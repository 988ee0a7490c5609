/*!
# Graph Algorithms

This module provides the algorithms built on top of the graph representations in this crate.
All algorithms are re-exported at the top level of this module, so you can simply do:
```rust
use graphprops::algo::*;
```
and gain access to traversal, connectivity, diameter, degree statistics and shortest paths.

Every algorithm is a trait with a blanket implementation, hence available on [`Graph`],
[`WeightedGraph`] and on the bare representations alike. All of them are read-only and
allocate their result arrays freshly per call.
*/

mod connectivity;
mod diameter;
mod paths;
mod shortest_path;
mod stats;
mod traversal;

use crate::{ops::*, *};

pub use connectivity::*;
pub use diameter::*;
pub use paths::*;
pub use shortest_path::*;
pub use stats::*;
pub use traversal::*;
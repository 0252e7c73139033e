use std::error::Error;

use qrmatrix::{ECLevel, QRBuilder, RenderOptions};
use tracing_subscriber::EnvFilter;

fn main() -> Result<(), Box<dyn Error>> {
    tracing_subscriber::fmt().with_env_filter(EnvFilter::from_default_env()).init();

    let data = "Hello, world! 🌏";
    let qr = QRBuilder::new(data.as_bytes()).ec_level(ECLevel::M).build()?;
    println!("{}", qr.to_str(1));

    let opts = *RenderOptions::new().size(420, 420).dark_hex("#202040")?;
    qr.to_image(&opts).save("./simple_qr.png")?;
    std::fs::write("./simple_qr.svg", qr.to_svg(&opts))?;

    println!("QR code saved to: simple_qr.png, simple_qr.svg");
    Ok(())
}
use std::fmt::{Display, Formatter};
use std::ops::{Deref, Not};

use super::error::{QRError, QRResult};

// Color
//------------------------------------------------------------------------------

#[derive(Debug, PartialEq, Eq, Copy, Clone)]
pub enum Color {
    Dark,
    Light,
}

impl Color {
    pub fn select<T>(self, dark: T, light: T) -> T {
        match self {
            Self::Dark => dark,
            Self::Light => light,
        }
    }
}

impl Not for Color {
    type Output = Self;
    fn not(self) -> Self::Output {
        match self {
            Self::Dark => Self::Light,
            Self::Light => Self::Dark,
        }
    }
}

impl From<bool> for Color {
    fn from(is_dark: bool) -> Self {
        if is_dark {
            Self::Dark
        } else {
            Self::Light
        }
    }
}

// Error correction level
//------------------------------------------------------------------------------

/// Error correction level. Discriminants are the two-bit values the level is
/// identified by on the wire, which is why they are not in L, M, Q, H order.
#[derive(Debug, PartialEq, Eq, Copy, Clone)]
pub enum ECLevel {
    L = 1,
    M = 0,
    Q = 3,
    H = 2,
}

// Indexed by discriminant, yields the capacity table column.
static CAPACITY_COLUMN: [usize; 4] = [1, 0, 3, 2];

impl ECLevel {
    /// Column of the capacity table holding this level's limits:
    /// L -> 0, M -> 1, Q -> 2, H -> 3.
    pub fn capacity_column(self) -> usize {
        CAPACITY_COLUMN[self as usize]
    }
}

impl TryFrom<u8> for ECLevel {
    type Error = QRError;
    fn try_from(bits: u8) -> QRResult<Self> {
        match bits {
            0 => Ok(Self::M),
            1 => Ok(Self::L),
            2 => Ok(Self::H),
            3 => Ok(Self::Q),
            _ => Err(QRError::InvalidECLevel),
        }
    }
}


// Version
//------------------------------------------------------------------------------

pub const MAX_VERSION: u8 = 16;

// Maximum payload length in bytes per version, columns ordered L, M, Q, H.
static CAPACITY_TABLE: [[usize; 4]; MAX_VERSION as usize] = [
    [17, 14, 11, 7],
    [32, 26, 20, 14],
    [53, 42, 32, 24],
    [78, 62, 46, 34],
    [106, 84, 60, 44],
    [134, 106, 74, 58],
    [154, 122, 86, 64],
    [192, 152, 108, 84],
    [230, 180, 130, 98],
    [271, 213, 151, 119],
    [321, 251, 177, 137],
    [367, 287, 203, 155],
    [425, 331, 241, 177],
    [458, 362, 258, 194],
    [520, 412, 292, 220],
    [586, 450, 322, 250],
];

#[derive(Debug, PartialEq, Eq, Copy, Clone, PartialOrd, Ord, Hash)]
pub struct Version(u8);

impl Version {
    pub fn new(ver: u8) -> QRResult<Self> {
        if (1..=MAX_VERSION).contains(&ver) {
            Ok(Self(ver))
        } else {
            Err(QRError::InvalidVersion)
        }
    }

    pub fn all() -> impl Iterator<Item = Self> {
        (1..=MAX_VERSION).map(Self)
    }

    pub const fn max() -> Self {
        Self(MAX_VERSION)
    }

    pub const fn width(self) -> usize {
        self.0 as usize * 4 + 17
    }

    pub fn capacity(self, ecl: ECLevel) -> usize {
        CAPACITY_TABLE[self.0 as usize - 1][ecl.capacity_column()]
    }

    /// Smallest version whose capacity at `ecl` covers `data_len` bytes.
    pub fn from_data_len(data_len: usize, ecl: ECLevel) -> QRResult<Self> {
        Self::all().find(|v| v.capacity(ecl) >= data_len).ok_or(QRError::CapacityExceeded)
    }
}

impl Deref for Version {
    type Target = u8;
    fn deref(&self) -> &Self::Target {
        &self.0
    }
}

impl Display for Version {
    fn fmt(&self, f: &mut Formatter<'_>) -> std::fmt::Result {
        write!(f, "{}", self.0)
    }
}
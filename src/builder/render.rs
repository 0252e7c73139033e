use image::{Rgb, RgbImage};
use imageproc::{drawing::draw_filled_rect_mut, rect::Rect};

use super::QR;
use crate::common::{QRError, QRResult};

// Render options
//------------------------------------------------------------------------------

#[derive(Debug, Clone, Copy, PartialEq, Eq)]
pub struct RenderOptions {
    width: u32,
    height: u32,
    dark: Rgb<u8>,
    light: Rgb<u8>,
}

impl Default for RenderOptions {
    fn default() -> Self {
        Self { width: 256, height: 256, dark: Rgb([0, 0, 0]), light: Rgb([255, 255, 255]) }
    }
}

impl RenderOptions {
    pub fn new() -> Self {
        Self::default()
    }

    pub fn size(&mut self, width: u32, height: u32) -> &mut Self {
        self.width = width;
        self.height = height;
        self
    }

    pub fn dark(&mut self, dark: Rgb<u8>) -> &mut Self {
        self.dark = dark;
        self
    }

    pub fn light(&mut self, light: Rgb<u8>) -> &mut Self {
        self.light = light;
        self
    }

    pub fn dark_hex(&mut self, hex: &str) -> QRResult<&mut Self> {
        self.dark = parse_hex_color(hex)?;
        Ok(self)
    }

    pub fn light_hex(&mut self, hex: &str) -> QRResult<&mut Self> {
        self.light = parse_hex_color(hex)?;
        Ok(self)
    }
}

/// Parses `#rgb` or `#rrggbb`.
pub fn parse_hex_color(hex: &str) -> QRResult<Rgb<u8>> {
    let digits = hex.strip_prefix('#').ok_or(QRError::InvalidColor)?;
    if !digits.chars().all(|ch| ch.is_ascii_hexdigit()) {
        return Err(QRError::InvalidColor);
    }

    let channel = |s: &str| u8::from_str_radix(s, 16).map_err(|_| QRError::InvalidColor);
    let mut rgb = [0; 3];
    match digits.len() {
        3 => {
            for (i, ch) in rgb.iter_mut().enumerate() {
                *ch = channel(&digits[i..i + 1])? * 17;
            }
        }
        6 => {
            for (i, ch) in rgb.iter_mut().enumerate() {
                *ch = channel(&digits[i * 2..i * 2 + 2])?;
            }
        }
        _ => return Err(QRError::InvalidColor),
    }
    Ok(Rgb(rgb))
}

fn to_hex(clr: Rgb<u8>) -> String {
    let Rgb([r, g, b]) = clr;
    format!("#{r:02x}{g:02x}{b:02x}")
}


// Render
//------------------------------------------------------------------------------

impl QR {
    /// Rasterizes the symbol onto a `width x height` canvas. Each module covers
    /// the pixel span its edges fall on, so modules may differ by a pixel when
    /// the canvas size is not a multiple of the symbol width.
    pub fn to_image(&self, opts: &RenderOptions) -> RgbImage {
        let mut canvas = RgbImage::from_pixel(opts.width, opts.height, opts.light);
        let w = self.width() as u64;
        let span = |i: u64, len: u32| ((i * len as u64 / w) as u32, ((i + 1) * len as u64 / w) as u32);

        for r in 0..w {
            for c in 0..w {
                if !self.is_dark(r as usize, c as usize) {
                    continue;
                }
                let (x0, x1) = span(c, opts.width);
                let (y0, y1) = span(r, opts.height);
                if x1 <= x0 || y1 <= y0 {
                    continue;
                }
                let rect = Rect::at(x0 as i32, y0 as i32).of_size(x1 - x0, y1 - y0);
                draw_filled_rect_mut(&mut canvas, rect, opts.dark);
            }
        }

        canvas
    }

    pub fn to_svg(&self, opts: &RenderOptions) -> String {
        let w = self.width();
        let (dark, light) = (to_hex(opts.dark), to_hex(opts.light));

        let mut svg = format!(
            "<svg xmlns=\"http://www.w3.org/2000/svg\" viewBox=\"0 0 {w} {w}\" width=\"{}\" height=\"{}\" fill=\"{light}\">\n",
            opts.width, opts.height
        );
        svg.push_str(&format!("<rect width=\"100%\" height=\"100%\" fill=\"{light}\"/>\n"));
        for r in 0..w {
            for c in 0..w {
                if self.is_dark(r, c) {
                    svg.push_str(&format!(
                        "<rect x=\"{c}\" y=\"{r}\" width=\"1\" height=\"1\" fill=\"{dark}\"/>\n"
                    ));
                }
            }
        }
        svg.push_str("</svg>\n");
        svg
    }

    pub fn to_str(&self, module_sz: usize) -> String {
        let qr_sz = self.width() * module_sz;

        let mut canvas = String::with_capacity(qr_sz * (qr_sz + 1));
        for i in 0..qr_sz {
            for j in 0..qr_sz {
                let (r, c) = ((i / module_sz) as i16, (j / module_sz) as i16);
                canvas.push(self.get(r, c).select('█', ' '));
            }
            canvas.push('\n');
        }

        canvas
    }
}
use crate::NodeId;
use thiserror::Error;

#[derive(Debug, Error, Clone, PartialEq, Eq)]
pub enum DomError {
    #[error("{0:?} is not a valid name")]
    InvalidCharacter(String),
    #[error("node {0:?} is not an element")]
    NotAnElement(NodeId),
    #[error("node {child:?} cannot be inserted into {parent:?}")]
    HierarchyRequest { parent: NodeId, child: NodeId },
    #[error("node {child:?} is not a child of {parent:?}")]
    NotFound { parent: NodeId, child: NodeId },
    #[error("{0:?} is not a function")]
    NotCallable(String),
    #[error("element {0:?} already hosts a shadow root")]
    ShadowRootExists(NodeId),
}
//! The test runner side of mounting: where the container lives, where logs
//! and visibility assertions go, and when cleanup runs.

use crate::config::Env;
use html::{Document, DomError, NodeId};
use thiserror::Error;
use tracing::{debug, span, trace, Level};

/// Attempts a queued visibility assertion gets beyond the first one
pub const DEFAULT_RETRIES: u32 = 4;

#[derive(Clone, Debug, PartialEq, Eq)]
pub struct LogRecord {
    pub name: String,
    pub message: String,
}

impl LogRecord {
    pub fn new(name: impl Into<String>, message: impl Into<String>) -> Self {
        Self {
            name: name.into(),
            message: message.into(),
        }
    }
}

/// Runs after every test with the document and the container
pub type Hook = Box<dyn FnMut(&mut Document, NodeId)>;

/// Runs between two attempts of a visibility assertion, with the number of the
/// attempt that failed. Stands in for work the page does while the runner waits.
pub type RetryStep = Box<dyn FnMut(&mut Document, u32)>;

/// What mounting needs from a test runner
pub trait Harness {
    fn document(&self) -> &Document;
    fn document_mut(&mut self) -> &mut Document;
    /// The element mounted content is inserted into. Stable for the lifetime
    /// of the harness.
    fn container(&self) -> NodeId;
    fn env(&self) -> &Env;
    fn log(&mut self, record: LogRecord);
    /// Requests that the element be visible. The harness decides when the
    /// assertion is checked and how often it is retried.
    fn assert_visible(&mut self, element: NodeId);
    /// Registers a hook to run after each test. A second registration under
    /// the same name may be ignored.
    fn register_after_each(&mut self, name: &str, hook: Hook);
}

#[derive(Debug, Error, Clone, PartialEq)]
pub enum TestFailure {
    #[error(transparent)]
    Dom(#[from] DomError),
    #[error("expected <{tag}> {element:?} to be visible, still hidden after {attempts} attempts")]
    NotVisible {
        element: NodeId,
        tag: String,
        attempts: u32,
    },
    #[error("{0}")]
    Assertion(String),
}

#[derive(Debug)]
pub struct TestReport {
    pub name: String,
    pub outcome: Result<(), TestFailure>,
    pub logs: Vec<LogRecord>,
}

impl TestReport {
    pub fn passed(&self) -> bool {
        self.outcome.is_ok()
    }
}

/// A single-page test bed: `<html><body><div data-cy-root></div></body></html>`,
/// with the `div` as the container.
///
/// Nodes are never freed, so every mount grows the document. A bed is meant
/// for one test file's worth of tests, not for the lifetime of a process.
pub struct TestBed {
    document: Document,
    container: NodeId,
    env: Env,
    retries: u32,
    logs: Vec<LogRecord>,
    pending: Vec<NodeId>,
    retry_step: Option<RetryStep>,
    hooks: Vec<(String, Hook)>,
}

impl TestBed {
    pub fn new(env: Env) -> Result<Self, DomError> {
        let mut document = Document::new();
        let html = document.create_element("html")?;
        let body = document.create_element("body")?;
        let container = document.create_element("div")?;
        document.set_attribute(container, "data-cy-root", "")?;
        let root = document.root();
        document.append_child(root, html)?;
        document.append_child(html, body)?;
        document.append_child(body, container)?;
        Ok(Self {
            document,
            container,
            env,
            retries: DEFAULT_RETRIES,
            logs: Vec::new(),
            pending: Vec::new(),
            retry_step: None,
            hooks: Vec::new(),
        })
    }

    pub fn with_retries(mut self, retries: u32) -> Self {
        self.retries = retries;
        self
    }

    /// Sets the step run between visibility attempts for the running test
    pub fn on_retry(&mut self, step: impl FnMut(&mut Document, u32) + 'static) {
        self.retry_step = Some(Box::new(step));
    }

    pub fn env_mut(&mut self) -> &mut Env {
        &mut self.env
    }

    /// Log records of the running test
    pub fn logs(&self) -> &[LogRecord] {
        &self.logs
    }

    /// Visibility assertions queued by the running test
    pub fn pending_assertions(&self) -> &[NodeId] {
        &self.pending
    }

    pub fn hook_names(&self) -> impl Iterator<Item = &str> {
        self.hooks.iter().map(|(name, _)| name.as_str())
    }

    /// Runs `body` as one test. Queued visibility assertions are checked once
    /// the body succeeds; after-each hooks run whatever the outcome.
    pub fn run<F>(&mut self, name: &str, body: F) -> TestReport
    where
        F: FnOnce(&mut Self) -> Result<(), TestFailure>,
    {
        let span = span!(Level::DEBUG, "Running test", test = name);
        let _enter = span.enter();

        let mut outcome = body(self);
        let pending = std::mem::take(&mut self.pending);
        if outcome.is_ok() {
            outcome = pending
                .into_iter()
                .try_for_each(|element| self.check_visible(element));
        }
        self.retry_step = None;
        self.run_hooks();

        debug!(passed = outcome.is_ok(), "Finished test");
        TestReport {
            name: name.to_string(),
            outcome,
            logs: std::mem::take(&mut self.logs),
        }
    }

    fn check_visible(&mut self, element: NodeId) -> Result<(), TestFailure> {
        let attempts = self.retries + 1;
        for attempt in 1..=attempts {
            if self.document.is_visible(element) {
                return Ok(());
            }
            trace!(?element, attempt, "Element not visible");
            if attempt < attempts {
                if let Some(step) = self.retry_step.as_mut() {
                    step(&mut self.document, attempt);
                }
            }
        }
        Err(TestFailure::NotVisible {
            element,
            tag: self
                .document
                .tag_name(element)
                .unwrap_or_default()
                .to_string(),
            attempts,
        })
    }

    fn run_hooks(&mut self) {
        for (name, hook) in self.hooks.iter_mut() {
            trace!(hook = %name, "Running after-each hook");
            hook(&mut self.document, self.container);
        }
    }
}

impl Harness for TestBed {
    fn document(&self) -> &Document {
        &self.document
    }

    fn document_mut(&mut self) -> &mut Document {
        &mut self.document
    }

    fn container(&self) -> NodeId {
        self.container
    }

    fn env(&self) -> &Env {
        &self.env
    }

    fn log(&mut self, record: LogRecord) {
        debug!(record = %record.name, message = %record.message, "Log");
        self.logs.push(record);
    }

    fn assert_visible(&mut self, element: NodeId) {
        self.pending.push(element);
    }

    fn register_after_each(&mut self, name: &str, hook: Hook) {
        if self.hooks.iter().any(|(n, _)| n == name) {
            trace!(hook = %name, "Hook already registered");
            return;
        }
        self.hooks.push((name.to_string(), hook));
    }
}
use crate::{Document, NodeData, NodeId};

static VOID_ELEMENTS: &[&str] = &[
    "area", "base", "br", "col", "embed", "hr", "img", "input", "link", "meta", "source", "track",
    "wbr",
];

impl Document {
    /// Markup of the node and its light-DOM subtree
    pub fn outer_html(&self, id: NodeId) -> String {
        let mut out = String::new();
        self.write_node(id, &mut out);
        out
    }

    /// Markup of the node's children
    pub fn inner_html(&self, id: NodeId) -> String {
        let mut out = String::new();
        for child in self.children(id) {
            self.write_node(*child, &mut out);
        }
        out
    }

    fn write_node(&self, id: NodeId, out: &mut String) {
        match self.data(id) {
            NodeData::Text(text) => {
                let raw = self
                    .parent(id)
                    .and_then(|p| self.tag_name(p))
                    .map_or(false, |tag| tag == "script" || tag == "style");
                if raw {
                    out.push_str(text);
                } else {
                    out.push_str(&escape(text, false));
                }
            }
            NodeData::Element(element) => {
                out.push('<');
                out.push_str(element.tag_name());
                for (name, value) in element.attributes() {
                    out.push(' ');
                    out.push_str(&name);
                    out.push_str("=\"");
                    out.push_str(&escape(&value, true));
                    out.push('"');
                }
                out.push('>');
                if VOID_ELEMENTS.contains(&element.tag_name()) {
                    return;
                }
                for child in self.children(id) {
                    self.write_node(*child, out);
                }
                out.push_str("</");
                out.push_str(element.tag_name());
                out.push('>');
            }
            NodeData::Document | NodeData::ShadowRoot { .. } => {
                for child in self.children(id) {
                    self.write_node(*child, out);
                }
            }
        }
    }
}

fn escape(text: &str, attribute: bool) -> String {
    let mut out = String::with_capacity(text.len());
    for c in text.chars() {
        match c {
            '&' => out.push_str("&amp;"),
            '\u{a0}' => out.push_str("&nbsp;"),
            '"' if attribute => out.push_str("&quot;"),
            '<' if !attribute => out.push_str("&lt;"),
            '>' if !attribute => out.push_str("&gt;"),
            c => out.push(c),
        }
    }
    out
}
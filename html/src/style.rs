use crate::{Document, NodeId};
use css::Value;

// Taken from https://chromium.googlesource.com/chromium/blink/+/refs/heads/main/Source/core/css/html.css
static EXCLUDED: &[&str] = &[
    "head", "meta", "title", "link", "style", "script", "datalist", "param", "noframes", "template",
];

static BLOCK: &[&str] = &[
    "html", "body", "div", "p", "h1", "h2", "h3", "h4", "h5", "h6", "ul", "ol", "pre", "section",
    "article", "aside", "header", "footer", "nav", "main", "form", "fieldset", "figure",
    "blockquote", "address", "hr", "dl", "dt", "dd",
];

/// User agent `display` for elements the default stylesheet styles
fn default_display(tag: &str) -> Option<&'static str> {
    if EXCLUDED.contains(&tag) {
        Some("none")
    } else if BLOCK.contains(&tag) {
        Some("block")
    } else if tag == "li" {
        Some("list-item")
    } else if tag == "table" {
        Some("table")
    } else {
        None
    }
}

impl Document {
    /// The computed value of a property as a style query reports it, e.g.
    /// `rgb(255, 0, 0)` for an inline `background-color: red`. Script-style
    /// names are accepted. `None` for non-elements and properties with no
    /// known initial value.
    pub fn computed_style(&self, id: NodeId, property: &str) -> Option<String> {
        let name = css::property_name(property);
        self.computed_value(id, &name).map(|v| v.to_computed())
    }

    fn computed_value(&self, id: NodeId, name: &str) -> Option<Value> {
        let element = self.element(id)?;
        let inherit = || {
            self.parent_element(id)
                .and_then(|p| self.computed_value(p, name))
                .or_else(|| css::initial_value(name))
        };
        if let Some(decl) = element.style().get(name) {
            let inherits = decl.value.is_keyword("inherit")
                || (decl.value.is_keyword("unset") && css::is_inherited(name));
            return if inherits {
                inherit()
            } else if decl.value.is_keyword("initial") || decl.value.is_keyword("unset") {
                css::initial_value(name)
            } else {
                Some(decl.value.clone())
            };
        }
        if name == "display" {
            if let Some(display) = default_display(element.tag_name()) {
                return Some(Value::Keyword(display.to_string()));
            }
        }
        if css::is_inherited(name) {
            return inherit();
        }
        css::initial_value(name)
    }

    /// Nearest element in the flattened tree: shadow roots lead to their host
    fn parent_element(&self, id: NodeId) -> Option<NodeId> {
        let mut current = self.flat_parent(id)?;
        while !self.is_element(current) {
            current = self.flat_parent(current)?;
        }
        Some(current)
    }

    /// Whether the element would be rendered: connected, not excluded by
    /// `display: none` or `hidden` on itself or an ancestor, not transparent,
    /// and with a computed `visibility` of `visible`.
    pub fn is_visible(&self, id: NodeId) -> bool {
        if !self.is_element(id) || !self.is_connected(id) {
            return false;
        }
        let mut current = Some(id);
        while let Some(node) = current {
            if self.has_attribute(node, "hidden") {
                return false;
            }
            if self.computed_style(node, "display").as_deref() == Some("none") {
                return false;
            }
            if self.computed_style(node, "opacity").as_deref() == Some("0") {
                return false;
            }
            current = self.parent_element(node);
        }
        !matches!(
            self.computed_style(id, "visibility").as_deref(),
            Some("hidden") | Some("collapse")
        )
    }
}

::::

Above are some records. Copy each of their lines that holds the string "unset".

                || (decl.value.is_keyword("unset") && css::is_inherited(name));
            } else if decl.value.is_keyword("initial") || decl.value.is_keyword("unset") {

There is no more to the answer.